Grant McAuley

Personal information
- Nationality: New Zealand
- Born: Grant R. F. McAuley 6 July 1949 (age 76) Auckland, New Zealand
- Height: 181 cm (5 ft 11 in)
- Weight: 84 kg (185 lb)

Medal record
Men's rowing
Representing New Zealand
World Rowing Championships
| Bronze medal – third place | 1975 Nottingham | Eight |
| Silver medal – second place | 1979 Bled | Eight |

= Grant McAuley =

New Zealand rower

Grant R. F. McAuley (born 6 July 1949) is a New Zealand rower.
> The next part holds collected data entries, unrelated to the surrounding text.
//! Endpoint-client agent
//!
//! Listens on loopback and forwards every accepted TCP connection as a
//! link stream on a registered session. Plain connections go to the
//! endpoint server named by the device id; connections on the SOCKS5
//! port go to whatever destination the SOCKS5 request names, dialed by
//! the relay.

use super::slot::SessionSlot;
use super::socks::{self, SocksCommand, SocksRequest};
use crate::config::{ClientAgentConfig, SocksConfig, TransportConfig};
use crate::error::Socks5ReplyCode;
use crate::helper::{bridge, duration_from_secs, BridgeStats};
use crate::protocol::{write_message, LinkHeader, Registration};
use crate::session::run_keepalive;
use crate::transport::{AddrMaybeCached, Dialer, SocketOpts};
use anyhow::{Context, Result};
use std::io;
use std::net::{Ipv4Addr, SocketAddr};
use std::sync::Arc;
use std::time::Duration;
use tokio::net::{TcpListener, TcpStream};
use tokio::sync::broadcast;
use tracing::{debug, info, warn};

/// Pause after a failed accept before trying again
const ACCEPT_ERROR_BACKOFF: Duration = Duration::from_millis(100);

struct Shared {
    dialer: Dialer,
    relay_addr: AddrMaybeCached,
    socket_opts: SocketOpts,
    reverse: SessionSlot,
    proxy: Option<(SessionSlot, SocksConfig)>,
}

impl Shared {
    fn slots(&self) -> impl Iterator<Item = &SessionSlot> {
        std::iter::once(&self.reverse).chain(self.proxy.as_ref().map(|(slot, _)| slot))
    }
}

/// Endpoint-client agent with its listeners bound
pub struct ClientAgent {
    config: ClientAgentConfig,
    shared: Arc<Shared>,
    listener: TcpListener,
    socks_listener: Option<TcpListener>,
}

async fn bind_loopback(port: u16) -> Result<TcpListener> {
    let addr = SocketAddr::from((Ipv4Addr::LOCALHOST, port));
    TcpListener::bind(addr)
        .await
        .with_context(|| format!("Failed to bind {}", addr))
}

impl ClientAgent {
    /// Validate the configuration and bind the local listeners
    ///
    /// Failing to bind either listener is fatal. No session is registered
    /// until the first connection arrives.
    pub async fn bind(config: ClientAgentConfig, transport: &TransportConfig) -> Result<Self> {
        config.validate()?;
        transport.validate()?;

        let listener = bind_loopback(config.local_port).await?;
        info!(
            "Forwarding {} to {}:{}",
            listener.local_addr()?,
            config.device_id,
            config.target_port
        );

        let (socks_listener, proxy) = match &config.socks {
            Some(socks) => {
                let socks_listener = bind_loopback(socks.port).await?;
                info!("SOCKS5 front-end listening on {}", socks_listener.local_addr()?);
                let slot = SessionSlot::new(Registration::proxy(&socks.proxy_token));
                (Some(socks_listener), Some((slot, socks.clone())))
            }
            None => (None, None),
        };

        let shared = Shared {
            dialer: Dialer::new(transport),
            relay_addr: AddrMaybeCached::new(&config.relay_addr),
            socket_opts: SocketOpts::from_tcp_config(&transport.tcp),
            reverse: SessionSlot::new(Registration::reverse_client(
                &config.device_id,
                config.target_port,
            )),
            proxy,
        };

        Ok(ClientAgent {
            config,
            shared: Arc::new(shared),
            listener,
            socks_listener,
        })
    }

    /// Address of the forwarding listener
    pub fn local_addr(&self) -> Result<SocketAddr> {
        Ok(self.listener.local_addr()?)
    }

    /// Address of the SOCKS5 listener, when enabled
    pub fn socks_addr(&self) -> Option<SocketAddr> {
        self.socks_listener
            .as_ref()
            .and_then(|listener| listener.local_addr().ok())
    }

    /// Accept connections until shutdown
    pub async fn run(self, mut shutdown_rx: broadcast::Receiver<bool>) -> Result<()> {
        let interval = duration_from_secs(self.config.keepalive_interval);
        let keepalive = {
            let shared = self.shared.clone();
            tokio::spawn(run_keepalive(interval, move || {
                shared.slots().filter_map(|slot| slot.peer()).collect()
            }))
        };

        loop {
            tokio::select! {
                accepted = self.listener.accept() => match accepted {
                    Ok((tcp, from)) => {
                        debug!("Accepted connection from {}", from);
                        let shared = self.shared.clone();
                        tokio::spawn(async move {
                            if let Err(e) = forward_reverse(&shared, tcp).await {
                                warn!("Forwarding from {} failed: {:#}", from, e);
                            }
                        });
                    }
                    Err(e) => accept_failed(e).await,
                },
                accepted = accept_optional(self.socks_listener.as_ref()) => match accepted {
                    Ok((tcp, from)) => {
                        debug!("Accepted SOCKS5 connection from {}", from);
                        let shared = self.shared.clone();
                        tokio::spawn(async move {
                            if let Err(e) = serve_socks(&shared, tcp).await {
                                warn!("SOCKS5 connection from {} failed: {:#}", from, e);
                            }
                        });
                    }
                    Err(e) => accept_failed(e).await,
                },
                _ = shutdown_rx.recv() => {
                    info!("Shutdown signal received, stopping endpoint client");
                    break;
                }
            }
        }

        keepalive.abort();
        for slot in self.shared.slots() {
            slot.close("agent shutting down");
        }
        Ok(())
    }
}

async fn accept_optional(listener: Option<&TcpListener>) -> io::Result<(TcpStream, SocketAddr)> {
    match listener {
        Some(listener) => listener.accept().await,
        None => std::future::pending().await,
    }
}

async fn accept_failed(e: io::Error) {
    warn!("Failed to accept connection: {}", e);
    tokio::time::sleep(ACCEPT_ERROR_BACKOFF).await;
}

/// Forward a plain connection to the endpoint server
///
/// The link stream carries no header; the relay already knows the port
/// from the registration. It becomes visible to the relay once the first
/// bytes from the local connection are written to it.
async fn forward_reverse(shared: &Shared, tcp: TcpStream) -> Result<BridgeStats> {
    shared.socket_opts.hint(&tcp);

    let peer = shared
        .reverse
        .get_or_connect(&shared.dialer, &shared.relay_addr)
        .await?;
    let (send, recv) = peer
        .session()
        .open_bi()
        .await
        .context("Failed to open link stream")?;

    let stats = bridge(tcp.into_split(), (recv, send)).await;
    debug!(peer = peer.label(), ?stats, "Link stream closed");
    Ok(stats)
}

async fn serve_socks(shared: &Shared, mut tcp: TcpStream) -> Result<()> {
    let Some((slot, config)) = shared.proxy.as_ref() else {
        return Ok(());
    };
    shared.socket_opts.hint(&tcp);

    let SocksRequest { command, target } = socks::handshake(&mut tcp, config).await?;
    info!("SOCKS5 {} request to {}", command, target);

    if command != SocksCommand::Connect {
        warn!("SOCKS5 {} is not supported", command);
        socks::refuse(&mut tcp, Socks5ReplyCode::CommandNotSupported).await?;
        return Ok(());
    }

    let link = async {
        let peer = slot
            .get_or_connect(&shared.dialer, &shared.relay_addr)
            .await?;
        let (mut send, recv) = peer
            .session()
            .open_bi()
            .await
            .context("Failed to open proxy link stream")?;
        write_message(&mut send, &LinkHeader::remote(target.host(), target.port())).await?;
        Ok::<_, anyhow::Error>((send, recv))
    };

    let (send, recv) = match link.await {
        Ok(stream) => stream,
        Err(e) => {
            socks::refuse(&mut tcp, Socks5ReplyCode::GeneralFailure).await?;
            return Err(e);
        }
    };

    socks::accept(&mut tcp).await?;
    let stats = bridge(tcp.into_split(), (recv, send)).await;
    debug!(target = %target, ?stats, "Proxy link closed");
    Ok(())
}
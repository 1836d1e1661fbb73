//! Protocol module for Relaymux
//!
//! This module implements the length-prefixed JSON framing shared by the
//! relay and both endpoint agents, and the messages carried in it.

mod codec;
mod types;

pub use codec::{
    decode, read_json, read_message, write_all_bytes, write_message, LENGTH_PREFIX_LEN,
    MAX_MESSAGE_LEN,
};
pub use types::{ControlCommand, LinkHeader, Registration, Role};
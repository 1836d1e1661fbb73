//! Error types for Relaymux
//!
//! This module defines the typed errors returned at library boundaries:
//! wire framing, the endpoint directory, configuration validation and the
//! SOCKS5 front-end. Service loops wrap these in `anyhow` with context.

use std::io;
use thiserror::Error;

/// Main error type for Relaymux operations
#[derive(Error, Debug)]
pub enum RelayError {
    /// IO error
    #[error("IO error: {0}")]
    Io(#[from] io::Error),

    /// Configuration error
    #[error("Configuration error: {0}")]
    Config(String),

    /// Protocol error
    #[error("Protocol error: {0}")]
    Protocol(String),

    /// A control or header message does not fit the 16-bit length prefix
    #[error("Message too large: {0} bytes (limit {limit})", limit = u16::MAX)]
    MessageTooLarge(usize),

    /// JSON encoding or decoding error
    #[error("JSON error: {0}")]
    Json(#[from] serde_json::Error),

    /// Transport error
    #[error("Transport error: {0}")]
    Transport(String),

    /// Directory error
    #[error("Directory error: {0}")]
    Directory(String),

    /// SOCKS5 protocol error
    #[error("SOCKS5 error: {0}")]
    Socks5(#[from] Socks5Error),
}

/// SOCKS5 specific errors
#[derive(Error, Debug)]
pub enum Socks5Error {
    /// Unsupported SOCKS version
    #[error("Unsupported SOCKS version: {0}")]
    UnsupportedVersion(u8),

    /// No acceptable authentication method
    #[error("No acceptable authentication method")]
    NoAcceptableMethod,

    /// Authentication failed
    #[error("Authentication failed")]
    AuthFailed,

    /// Command not supported
    #[error("Command not supported: {0}")]
    CommandNotSupported(u8),

    /// Address type not supported
    #[error("Address type not supported: {0}")]
    AddressTypeNotSupported(u8),

    /// Invalid domain name
    #[error("Invalid domain name: {0}")]
    InvalidDomain(String),
}

/// Reply codes for SOCKS5 protocol
#[derive(Debug, Clone, Copy, PartialEq, Eq)]
#[repr(u8)]
pub enum Socks5ReplyCode {
    /// Command succeeded
    Succeeded = 0x00,
    /// General SOCKS server failure
    GeneralFailure = 0x01,
    /// Connection not allowed by ruleset
    ConnectionNotAllowed = 0x02,
    /// Network unreachable
    NetworkUnreachable = 0x03,
    /// Host unreachable
    HostUnreachable = 0x04,
    /// Connection refused
    ConnectionRefused = 0x05,
    /// TTL expired
    TtlExpired = 0x06,
    /// Command not supported
    CommandNotSupported = 0x07,
    /// Address type not supported
    AddressTypeNotSupported = 0x08,
}

impl From<Socks5ReplyCode> for u8 {
    fn from(code: Socks5ReplyCode) -> Self {
        code as u8
    }
}

impl From<&Socks5Error> for Socks5ReplyCode {
    fn from(err: &Socks5Error) -> Self {
        match err {
            Socks5Error::CommandNotSupported(_) => Socks5ReplyCode::CommandNotSupported,
            Socks5Error::AddressTypeNotSupported(_) => Socks5ReplyCode::AddressTypeNotSupported,
            _ => Socks5ReplyCode::GeneralFailure,
        }
    }
}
McAuley was born in 1949 in Auckland, New Zealand. He rowed with the eight in the 1975 World Rowing Championships in Nottingham, Great Britain, and won a bronze medal. He represented New Zealand at the 1976 Summer Olympics in the coxless four in a team with Bob Murphy, David Lindstrom, and Des Lock, narrowly beaten by the team from the Soviet Union to fourth place. He is listed as New Zealand Olympian athlete number 358 by the New Zealand Olympic Committee. He competed in the 1978 World Rowing Championships in the double sculls with John White and they came sixth in the final. At the 1979 World Rowing Championships held at Bled in Slovenia, Yugoslavia, he won a silver medal with the eight. McAuley won the Bay of Plenty Sportsman of the Year award in 1979.